Fourth of July in the Fireworks Capital of the World

Poorboys2We have a soggy Independence Day in Louisville, which will make the Old Fashioned 4th brought to you by Cialas and Propecia a   little damp. I don’t mind if I have to skip the fun. Independence Day in Eagleville, Missouri (fireworks capital of the world, yessiree) set a high standard.shelton

Here’s how a typical Fourth went:

8:00

Ignore fatherly suggestion to arise as the day is already half over.

Explain to father that it’s a holiday, for God’s sake.

Listen to father admonish you for taking the Lord’s name in vain in the house, dammit.

8:15

You have not arisen, so father arrives with a cold cup of water to pour on your face.

Call father all sorts of names, though under your breath, because he is a large man who could squash you like a bug.

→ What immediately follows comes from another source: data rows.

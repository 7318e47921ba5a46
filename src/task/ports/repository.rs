//! Repository port for task persistence, listing and category association.

use crate::category::domain::CategoryId;
use crate::pagination::{Page, PageRequest};
use crate::task::domain::{Task, TaskId, TaskQuery};
use crate::user::UserId;
use async_trait::async_trait;
use std::collections::BTreeSet;
use std::sync::Arc;
use thiserror::Error;

/// Result type for task repository operations.
pub type TaskRepositoryResult<T> = Result<T, TaskRepositoryError>;

/// Derives the replacement state of a task from its currently stored state.
///
/// Repositories invoke the edit while holding the row, so decisions taken
/// inside it cannot be invalidated by a concurrent writer.
pub type TaskEdit = Box<dyn FnOnce(Task) -> Task + Send>;

/// Task persistence contract.
///
/// Repositories translate queries and enforce storage integrity only; they
/// apply no ownership rules beyond what a query explicitly asks for.
#[async_trait]
pub trait TaskRepository: Send + Sync {
    /// Returns one page of tasks matching `query`.
    ///
    /// # Errors
    ///
    /// Returns [`TaskRepositoryError::InvalidPage`] when the resolved page
    /// number or page size is zero.
    async fn list(&self, query: &TaskQuery) -> TaskRepositoryResult<Page<Task>>;

    /// Fetches a task by identifier.
    ///
    /// # Errors
    ///
    /// Returns [`TaskRepositoryError::NotFound`] when no task has the id.
    async fn get(&self, id: TaskId) -> TaskRepositoryResult<Task>;

    /// Returns `true` when the task exists and is owned by `owner`.
    async fn belongs_to_owner(&self, id: TaskId, owner: UserId) -> TaskRepositoryResult<bool>;

    /// Stores a new task together with its category associations.
    ///
    /// When `categories` is non-empty every entry must name a distinct
    /// category owned by the task's owner; otherwise nothing is written.
    /// Repeating an id fails the check.
    ///
    /// # Errors
    ///
    /// Returns [`TaskRepositoryError::DuplicateTask`] when the id already
    /// exists or [`TaskRepositoryError::CategoryOwnershipMismatch`] when a
    /// category is missing or owned by another user.
    async fn create(&self, task: &Task, categories: &[CategoryId]) -> TaskRepositoryResult<()>;

    /// Rewrites a stored task and optionally replaces its category set.
    ///
    /// `edit` receives the task as currently stored. When `categories` is
    /// `Some`, the association set becomes exactly that set (an empty list
    /// clears it) after checking ownership against the edited task's owner
    /// with the same rule as [`TaskRepository::create`].
    /// Both steps are atomic with respect to other writers.
    ///
    /// # Errors
    ///
    /// Returns [`TaskRepositoryError::NotFound`] when the task does not
    /// exist or [`TaskRepositoryError::CategoryOwnershipMismatch`] when a
    /// category is missing or owned by another user, in which case nothing
    /// is written.
    async fn update(
        &self,
        id: TaskId,
        edit: TaskEdit,
        categories: Option<Vec<CategoryId>>,
    ) -> TaskRepositoryResult<Task>;

    /// Deletes a task together with its category associations.
    ///
    /// # Errors
    ///
    /// Returns [`TaskRepositoryError::NotFound`] when the task does not
    /// exist.
    async fn delete(&self, id: TaskId) -> TaskRepositoryResult<bool>;

    /// Returns the identifiers of the categories associated with a task,
    /// sorted ascending.
    ///
    /// # Errors
    ///
    /// Returns [`TaskRepositoryError::NotFound`] when the task does not
    /// exist.
    async fn category_ids(&self, id: TaskId) -> TaskRepositoryResult<Vec<CategoryId>>;
}

/// Errors returned by task repository implementations.
#[derive(Debug, Clone, Error)]
pub enum TaskRepositoryError {
    /// A task with the same identifier already exists.
    #[error("duplicate task identifier: {0}")]
    DuplicateTask(TaskId),

    /// The task was not found.
    #[error("task not found: {0}")]
    NotFound(TaskId),

    /// Some requested categories are not owned by the task owner.
    #[error("{} categories are not owned by user {owner}", .rejected.len())]
    CategoryOwnershipMismatch {
        /// Owner the categories were checked against.
        owner: UserId,
        /// Requested categories that are missing, owned by someone else or
        /// repeated in the request.
        rejected: Vec<CategoryId>,
    },

    /// The requested page window is empty.
    #[error("invalid page window: page {} of size {}", .0.page(), .0.per_page())]
    InvalidPage(PageRequest),

    /// Persisted data could not be reconstructed into domain types.
    #[error("invalid persisted data: {0}")]
    InvalidPersistedData(Arc<dyn std::error::Error + Send + Sync>),

    /// Persistence-layer failure.
    #[error("persistence error: {0}")]
    Persistence(Arc<dyn std::error::Error + Send + Sync>),
}

impl TaskRepositoryError {
    /// Wraps a data-quality or deserialization error from persisted rows.
    pub fn invalid_persisted_data(err: impl std::error::Error + Send + Sync + 'static) -> Self {
        Self::InvalidPersistedData(Arc::new(err))
    }

    /// Wraps a persistence error.
    pub fn persistence(err: impl std::error::Error + Send + Sync + 'static) -> Self {
        Self::Persistence(Arc::new(err))
    }
}

/// Checks a requested category list against the categories `owner` owns.
///
/// The request passes only when the number of distinct owned categories it
/// names equals its length, so repeated ids fail like foreign ones.
pub(crate) fn check_category_ownership(
    owner: UserId,
    requested: &[CategoryId],
    owned: &BTreeSet<CategoryId>,
) -> TaskRepositoryResult<()> {
    let distinct: BTreeSet<CategoryId> = requested.iter().copied().collect();
    let owned_count = distinct.iter().filter(|id| owned.contains(*id)).count();
    if owned_count == requested.len() {
        return Ok(());
    }

    let mut seen = BTreeSet::new();
    let rejected: BTreeSet<CategoryId> = requested
        .iter()
        .filter(|id| !owned.contains(*id) || !seen.insert(**id))
        .copied()
        .collect();
    Err(TaskRepositoryError::CategoryOwnershipMismatch {
        owner,
        rejected: rejected.into_iter().collect(),
    })
}

impl From<diesel::result::Error> for TaskRepositoryError {
    fn from(err: diesel::result::Error) -> Self {
        Self::persistence(err)
    }
}
//! Helpers shared by every integration test binary.

use chrono::{DateTime, Duration, Local, TimeZone, Utc};
use mockable::Clock;
use std::sync::{Arc, Mutex, Once};
use tracing_subscriber::EnvFilter;

static TRACING: Once = Once::new();

/// Routes service logs to the test harness, filtered by `RUST_LOG`.
pub fn init_tracing() {
    TRACING.call_once(|| {
        tracing_subscriber::fmt()
            .with_env_filter(EnvFilter::from_default_env())
            .with_test_writer()
            .init();
    });
}

/// Clock frozen at a settable instant.
///
/// Starts on a whole second so timestamps survive a round trip through
/// `TIMESTAMPTZ` unchanged.
#[derive(Debug, Clone)]
pub struct SteppingClock {
    now: Arc<Mutex<DateTime<Utc>>>,
}

impl SteppingClock {
    /// Moves the clock forward.
    pub fn advance(&self, by: Duration) {
        let mut now = self.now.lock().expect("clock lock");
        *now += by;
    }
}

impl Default for SteppingClock {
    fn default() -> Self {
        let start = Utc
            .with_ymd_and_hms(2025, 6, 4, 2, 29, 17)
            .single()
            .expect("valid start timestamp");
        Self {
            now: Arc::new(Mutex::new(start)),
        }
    }
}

impl Clock for SteppingClock {
    fn local(&self) -> DateTime<Local> {
        self.utc().with_timezone(&Local)
    }

    fn utc(&self) -> DateTime<Utc> {
        *self.now.lock().expect("clock lock")
    }
}
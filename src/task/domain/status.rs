//! Closed enumerations persisted as string tokens.

use super::{ParseTaskPriorityError, ParseTaskStatusError};
use serde::{Deserialize, Serialize};
use std::fmt;

/// Task progress state.
///
/// Variants are declared in workflow order, which is also the order used
/// when sorting by status.
#[derive(
    Debug, Clone, Copy, Default, PartialEq, Eq, Hash, PartialOrd, Ord, Serialize, Deserialize,
)]
#[serde(rename_all = "snake_case")]
pub enum TaskStatus {
    /// Work has not started.
    #[default]
    Pending,
    /// Work is under way.
    InProgress,
    /// Work is finished.
    Completed,
}

impl TaskStatus {
    /// Every status, in sort order.
    pub const ALL: [Self; 3] = [Self::Pending, Self::InProgress, Self::Completed];

    /// Returns the canonical storage representation.
    #[must_use]
    pub const fn as_str(self) -> &'static str {
        match self {
            Self::Pending => "pending",
            Self::InProgress => "in_progress",
            Self::Completed => "completed",
        }
    }

    /// Returns `true` for [`TaskStatus::Completed`].
    #[must_use]
    pub const fn is_completed(self) -> bool {
        matches!(self, Self::Completed)
    }
}

impl TryFrom<&str> for TaskStatus {
    type Error = ParseTaskStatusError;

    fn try_from(value: &str) -> Result<Self, Self::Error> {
        match value {
            "pending" => Ok(Self::Pending),
            "in_progress" => Ok(Self::InProgress),
            "completed" => Ok(Self::Completed),
            _ => Err(ParseTaskStatusError(value.to_owned())),
        }
    }
}

impl fmt::Display for TaskStatus {
    fn fmt(&self, f: &mut fmt::Formatter<'_>) -> fmt::Result {
        f.write_str(self.as_str())
    }
}

/// Task urgency, declared from least to most urgent.
#[derive(
    Debug, Clone, Copy, Default, PartialEq, Eq, Hash, PartialOrd, Ord, Serialize, Deserialize,
)]
#[serde(rename_all = "snake_case")]
pub enum TaskPriority {
    /// Can wait.
    #[default]
    Low,
    /// Normal urgency.
    Medium,
    /// Should be handled soon.
    High,
    /// Needs immediate attention.
    Urgent,
}

impl TaskPriority {
    /// Every priority, in sort order.
    pub const ALL: [Self; 4] = [Self::Low, Self::Medium, Self::High, Self::Urgent];

    /// Returns the canonical storage representation.
    #[must_use]
    pub const fn as_str(self) -> &'static str {
        match self {
            Self::Low => "low",
            Self::Medium => "medium",
            Self::High => "high",
            Self::Urgent => "urgent",
        }
    }
}

impl TryFrom<&str> for TaskPriority {
    type Error = ParseTaskPriorityError;

    fn try_from(value: &str) -> Result<Self, Self::Error> {
        match value {
            "low" => Ok(Self::Low),
            "medium" => Ok(Self::Medium),
            "high" => Ok(Self::High),
            "urgent" => Ok(Self::Urgent),
            _ => Err(ParseTaskPriorityError(value.to_owned())),
        }
    }
}

impl fmt::Display for TaskPriority {
    fn fmt(&self, f: &mut fmt::Formatter<'_>) -> fmt::Result {
        f.write_str(self.as_str())
    }
}
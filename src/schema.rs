//! Diesel schema shared by the `PostgreSQL` adapters.

diesel::table! {
    /// Task records.
    tasks (id) {
        /// Task identifier.
        id -> Uuid,
        /// Owning user.
        user_id -> Uuid,
        /// Task title.
        #[max_length = 255]
        title -> Varchar,
        /// Free-form description.
        description -> Text,
        /// Status token.
        #[max_length = 20]
        status -> Varchar,
        /// Priority token.
        #[max_length = 20]
        priority -> Varchar,
        /// Optional due date.
        due_date -> Nullable<Date>,
        /// Completion timestamp, set iff the status is `completed`.
        completed_at -> Nullable<Timestamptz>,
        /// Creation timestamp.
        created_at -> Timestamptz,
        /// Last update timestamp.
        updated_at -> Timestamptz,
    }
}

diesel::table! {
    /// User-owned categories.
    categories (id) {
        /// Category identifier.
        id -> Uuid,
        /// Owning user.
        user_id -> Uuid,
        /// Category name.
        #[max_length = 255]
        name -> Varchar,
        /// Creation timestamp.
        created_at -> Timestamptz,
        /// Last update timestamp.
        updated_at -> Timestamptz,
    }
}

diesel::table! {
    /// Task to category associations.
    category_task (task_id, category_id) {
        /// Associated task.
        task_id -> Uuid,
        /// Associated category.
        category_id -> Uuid,
    }
}

diesel::joinable!(category_task -> tasks (task_id));
diesel::joinable!(category_task -> categories (category_id));

diesel::allow_tables_to_appear_in_same_query!(tasks, categories, category_task);
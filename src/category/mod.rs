//! User-owned categories that tasks are filed under.
//!
//! Categories are always addressed together with their owner. The module
//! follows the same hexagonal split as [`crate::task`]:
//!
//! - Domain types in [`domain`]
//! - Port contracts in [`ports`]
//! - Adapter implementations in [`adapters`]
//! - Orchestration services in [`services`]

pub mod adapters;
pub mod domain;
pub mod ports;
pub mod services;

#[cfg(test)]
mod tests;
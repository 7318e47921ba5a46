//! Diesel row models for category persistence.

use crate::schema::categories;
use chrono::{DateTime, Utc};
use diesel::prelude::*;
use uuid::Uuid;

/// Query result row for category records.
#[derive(Debug, Clone, Queryable, Selectable)]
#[diesel(table_name = categories)]
#[diesel(check_for_backend(diesel::pg::Pg))]
pub struct CategoryRow {
    /// Category identifier.
    pub id: Uuid,
    /// Owning user.
    pub user_id: Uuid,
    /// Category name.
    pub name: String,
    /// Creation timestamp.
    pub created_at: DateTime<Utc>,
    /// Last update timestamp.
    pub updated_at: DateTime<Utc>,
}

/// Insert model for category records.
#[derive(Debug, Clone, Insertable)]
#[diesel(table_name = categories)]
pub struct NewCategoryRow {
    /// Category identifier.
    pub id: Uuid,
    /// Owning user.
    pub user_id: Uuid,
    /// Category name.
    pub name: String,
    /// Creation timestamp.
    pub created_at: DateTime<Utc>,
    /// Last update timestamp.
    pub updated_at: DateTime<Utc>,
}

Listen to him explain how the grass won’t mow itself.

Express opinion that it would be pretty cool if it would.

Listen to father say for hundredth time that work is something to take pride in.

8:30

Stumble into kitchen where mother is already preparing the homemade ice cream mixture for that evening.

Ask why not just buy ice cream at the store, because it tastes better anyway.

Mother expresses opinion in so many words that you are spoiled and she can’t figure out where she went wrong.

You have a stinging retort, but keep it yourself. Though mother is smaller than you, she could squash you like a bug.

Mother asks you and your brothers if bedroom is clean.

Ask her definition of “clean.”

She does not find this amusing and slams a sauce pan on the stove. It is a sturdy Paul Revere saucepan, and it has been slammed many times before.

You scowl, and she tells you to quit looking at her like she’s an ogre.

Mother warns there will be an inspection of the room later that day.

Wonder aloud what difference it makes as only relatives are coming tonight for the cookout, and none will venture upstairs.

9:30

After a very long and leisurely breakfast consisting of two bowls of corn flakes with enough sugar to sweeten three Cokes, you and Jeff begin to mow the lawn.

It is a large lawn that can take more than an hour to mow if done correctly. It will take you about twenty minutes.

Father appears to make his usual pronouncement that if something is worth doing right, it’s worth doing right the first time.

Roll your eyes.

Hurry to finish mowing the lawn so you can mow the “ball field.” Your backyard abuts the school track, and you have adopted the track as your play area.

After mowing the yard, use the mowers, on their lowest settings, to cut base paths in the grass. This job takes half the day because you want the field to be as pretty as Wrigley Field.

4:00

Father is in a good mood and gives twenty dollars to buy fireworks. This is the first time you’ve been allowed to buy the family fireworks without parental supervision. You have already bought a lot of Black Cat firecrackers and smoke bombs, but this is different. The entire success of the family cookout is at stake. The Huttons, who run a gas station and tire store, set up a large fireworks tent at the interstate exit every year.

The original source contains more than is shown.